And then it says, on the third day, he was raised. He was raised on the third day, according to the Scriptures. These things go together. I never separate the death and the resurrection. They absolutely go together. And so Christ was raised from the dead, and that’s why we’re here today celebrating. And that’s why I will be here again next week celebrating, and the week after if he hasn’t return yet, if we’re still alive. We’ll just keep on celebrating. Amen? Can we just extend this? You know, sometimes they extended feasts. Let’s just extend the celebration beyond merely Resurrection Day. Let’s make everyday Resurrection Day. Amen? Let’s consider every day sacred and holy concerning this issue. And he was raised from the dead. Death has been destroyed; it’s been defeated. And we no longer need fear it. To some degree, we should welcome it and look forward to it and yearn for it as the passageway, the final brush with pain and suffering and death, and then we go into a world where there’ll be none of that.
“Let’s make everyday Resurrection Day. “
And what does it mean that he was raised on the third day according to the Scriptures? Well, Jesus gave us the third day. I don’t know that we would have gotten it any other way, but Jesus said, “Just as Jonah was three days and three nights in the belly of a large fish, so the son of man will be three days and three nights in the heart of the earth.” So that three-day burial predicted, and the resurrection itself predicted in many places, but most clearly in Psalm 16, and there David again writing a thousand years before Jesus, said, “You will not let your Holy One see decay. You have made known to me the path of life. You will fill me with joy in your presence, with eternal pleasures at your right hand. You will not let your Holy One see decay.” Psalm 22 “Pierced”, a specific word. Psalm 16,” Decay,” specific word. Someone who dies but doesn’t decay. Who is that but Jesus? It sure wasn’t David. David, Peter says, died and was buried, and his body is here to this day, but Jesus was raised according to the Scriptures.
III. The Eyewitness Proclamation of the Gospel
And after he was raised, he appeared to some people.” …he appeared to Peter, and then to the Twelve. After that, he appeared to more than five hundred of the brothers at the same time, most of whom are still living, though some have fallen asleep. Then he appeared to James, then to all the apostles, and last of all he appeared to me also, as to one abnormally born.” This is your array of eyewitnesses, friends, and it’s pretty prodigious if you look at it. And this isn’t even a complete list. If you put it all together, there’s Mary Magdalene, and then there’s the women that are walking away from the tomb, and then there’s the 10 in the upper room, without Thomas, and then there’s the 11 the next week when Thomas was there. And then there’s the seven that are fishing in Galilee. I mean, it’s just one after the other. There’s lots of post-resurrection appearances in those 40 days. And these are the eyewitnesses. He appeared to Peter and what grace and what mercy to do so. This one who had been chosen for a special role, and who turned his back on it, willfully turned his back by denying that he even knew Jesus at all.

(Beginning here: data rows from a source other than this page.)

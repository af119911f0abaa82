use tokio::sync::{mpsc, oneshot, watch};
use tokio::task::JoinHandle;
use tracing::debug;

use crate::error::{GameError, GameResult};
use crate::signal::RedrawNotifier;
use crate::types::{MAILBOX_CAPACITY, MAX_HIT_POINTS};

#[derive(Clone, Copy, Debug, PartialEq, Eq)]
pub enum DeltaKind {
    Damage,
    Heal,
}

/// The player's life counter, always within `0..=MAX_HIT_POINTS`.
#[derive(Clone, Copy, Debug, PartialEq, Eq)]
pub struct HealthState {
    hit_points: u8,
}

impl HealthState {
    pub fn new(hit_points: u8) -> Self {
        Self {
            hit_points: hit_points.min(MAX_HIT_POINTS),
        }
    }

    pub fn hit_points(&self) -> u8 {
        self.hit_points
    }

    pub fn apply(&mut self, kind: DeltaKind, amount: u8) -> u8 {
        self.hit_points = match kind {
            DeltaKind::Damage => self.hit_points.saturating_sub(amount),
            DeltaKind::Heal => self.hit_points.saturating_add(amount).min(MAX_HIT_POINTS),
        };
        self.hit_points
    }
}

impl Default for HealthState {
    fn default() -> Self {
        Self::new(MAX_HIT_POINTS)
    }
}

#[derive(Debug)]
pub(crate) enum HealthCommand {
    Apply {
        kind: DeltaKind,
        amount: u8,
        reply: oneshot::Sender<u8>,
    },
}

/// Cloneable access to the health owner.
#[derive(Clone, Debug)]
pub struct HealthHandle {
    tx: mpsc::Sender<HealthCommand>,
}

impl HealthHandle {
    /// Applies a delta and waits for the acknowledgment, which carries the
    /// hit points right after this delta.
    pub async fn apply(&self, kind: DeltaKind, amount: u8) -> GameResult<u8> {
        let (reply, response) = oneshot::channel();
        self.tx
            .send(HealthCommand::Apply { kind, amount, reply })
            .await
            .map_err(|_| GameError::ActorStopped("health"))?;
        response.await.map_err(|_| GameError::ActorStopped("health"))
    }

    pub async fn damage(&self, amount: u8) -> GameResult<u8> {
        self.apply(DeltaKind::Damage, amount).await
    }

    pub async fn heal(&self, amount: u8) -> GameResult<u8> {
        self.apply(DeltaKind::Heal, amount).await
    }
}

struct HealthActor {
    state: HealthState,
    published: watch::Sender<u8>,
    redraw: RedrawNotifier,
    inbox: mpsc::Receiver<HealthCommand>,
}

impl HealthActor {
    async fn run(mut self) {
        while let Some(HealthCommand::Apply { kind, amount, reply }) = self.inbox.recv().await {
            let hit_points = self.state.apply(kind, amount);
            self.published.send_replace(hit_points);
            debug!(?kind, amount, hit_points, "health delta");
            let _ = reply.send(hit_points);
            self.redraw.notify();
        }
        debug!("health actor stopped");
    }
}

/// Starts the health owner.
///
/// The returned receiver is the read-only view of the hit points; it updates
/// after every applied delta.
pub fn spawn_health_actor(
    state: HealthState,
    redraw: RedrawNotifier,
) -> (HealthHandle, watch::Receiver<u8>, JoinHandle<()>) {
    let (tx, inbox) = mpsc::channel(MAILBOX_CAPACITY);
    let (published, hit_points) = watch::channel(state.hit_points());
    let actor = HealthActor {
        state,
        published,
        redraw,
        inbox,
    };
    (HealthHandle { tx }, hit_points, tokio::spawn(actor.run()))
}

#[cfg(test)]
pub(crate) fn handle_pair() -> (HealthHandle, mpsc::Receiver<HealthCommand>) {
    let (tx, rx) = mpsc::channel(MAILBOX_CAPACITY);
    (HealthHandle { tx }, rx)
}

#[cfg(test)]
mod tests {
    use super::*;
    use crate::signal::redraw_channel;
    use proptest::prelude::*;

    #[test]
    fn clamps_at_both_ends() {
        let mut health = HealthState::new(2);
        assert_eq!(health.apply(DeltaKind::Damage, 3), 0);
        assert_eq!(health.apply(DeltaKind::Damage, 1), 0);
        assert_eq!(health.apply(DeltaKind::Heal, 255), MAX_HIT_POINTS);
        assert_eq!(HealthState::new(200).hit_points(), MAX_HIT_POINTS);
    }

    #[tokio::test]
    async fn actor_acknowledges_and_publishes() {
        let (notifier, mut redraw) = redraw_channel();
        let (health, view, _task) = spawn_health_actor(HealthState::new(7), notifier);

        assert_eq!(health.damage(3).await.unwrap(), 4);
        assert_eq!(*view.borrow(), 4);
        assert!(redraw.try_take());

        assert_eq!(health.heal(1).await.unwrap(), 5);
        assert_eq!(*view.borrow(), 5);
    }

    fn run_concurrently(initial: u8, deltas: Vec<(DeltaKind, u8)>) -> (u8, Vec<u8>) {
        let runtime = tokio::runtime::Builder::new_multi_thread()
            .worker_threads(4)
            .enable_all()
            .build()
            .unwrap();
        runtime.block_on(async move {
            let (notifier, _redraw) = redraw_channel();
            let (health, view, _task) = spawn_health_actor(HealthState::new(initial), notifier);
            let tasks: Vec<_> = deltas
                .into_iter()
                .map(|(kind, amount)| {
                    let health = health.clone();
                    tokio::spawn(async move { health.apply(kind, amount).await.unwrap() })
                })
                .collect();
            let mut acks = Vec::new();
            for task in tasks {
                acks.push(task.await.unwrap());
            }
            let last = *view.borrow();
            (last, acks)
        })
    }

    proptest! {
        #![proptest_config(ProptestConfig::with_cases(64))]

        #[test]
        fn prop_mixed_deltas_stay_in_range(
            initial in 0u8..=10,
            deltas in proptest::collection::vec((prop::bool::ANY, 0u8..4), 1..40)
        ) {
            let deltas = deltas
                .into_iter()
                .map(|(heal, amount)| (if heal { DeltaKind::Heal } else { DeltaKind::Damage }, amount))
                .collect();
            let (last, acks) = run_concurrently(initial, deltas);
            prop_assert!(last <= MAX_HIT_POINTS);
            prop_assert!(acks.iter().all(|hp| *hp <= MAX_HIT_POINTS));
        }

        /// Damage only: clamping at zero commutes, so the order is irrelevant.
        #[test]
        fn prop_concurrent_damage_sums(initial in 0u8..=10, amounts in proptest::collection::vec(0u8..4, 1..30)) {
            let total: u32 = amounts.iter().map(|a| u32::from(*a)).sum();
            let deltas = amounts.into_iter().map(|a| (DeltaKind::Damage, a)).collect();
            let (last, _) = run_concurrently(initial, deltas);
            prop_assert_eq!(u32::from(last), u32::from(initial).saturating_sub(total));
        }

        #[test]
        fn prop_concurrent_heals_sum(initial in 0u8..=10, amounts in proptest::collection::vec(0u8..4, 1..30)) {
            let total: u32 = amounts.iter().map(|a| u32::from(*a)).sum();
            let deltas = amounts.into_iter().map(|a| (DeltaKind::Heal, a)).collect();
            let (last, _) = run_concurrently(initial, deltas);
            prop_assert_eq!(u32::from(last), (u32::from(initial) + total).min(u32::from(MAX_HIT_POINTS)));
        }
    }
}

How grievous is that?
He even called down curses on himself if he knew Jesus. God just took those curses away, “You’re not gonna have those. I’ll put them on Jesus. No, curses.” He knew Jesus, but he was a coward, he was afraid of death. And when the rooster crowed, he went outside and he wept bitterly, didn’t he? And he appeared, Jesus appeared directly to Peter, to prove to him not only that He was God, not only that he had died for sinners, in general, not only that He had been raised from the dead, but that he still loved him, and that he had died for him and that he was his personal savior, and that he was welcomed and forgiven. He appeared to Peter and then to the 12, because they would be his eyewitnesses to the ends of the earth, and he gave them evidence. That’s why Thomas got the special deal that none of us gets. Say, I wouldn’t mind Thomas’s deal. That was pretty good,” Unless I put my finger in the hands.” It’s not gonna work friends. He’s not gonna show himself physically to you, but he did to Thomas because Thomas was one of the 12, and Thomas was going to be an eyewitness of the resurrection, and so he allowed Thomas to do what I think he actually didn’t do. Do any of you think he actually put his finger in the wounds? I think he fell down and worshipped him immediately.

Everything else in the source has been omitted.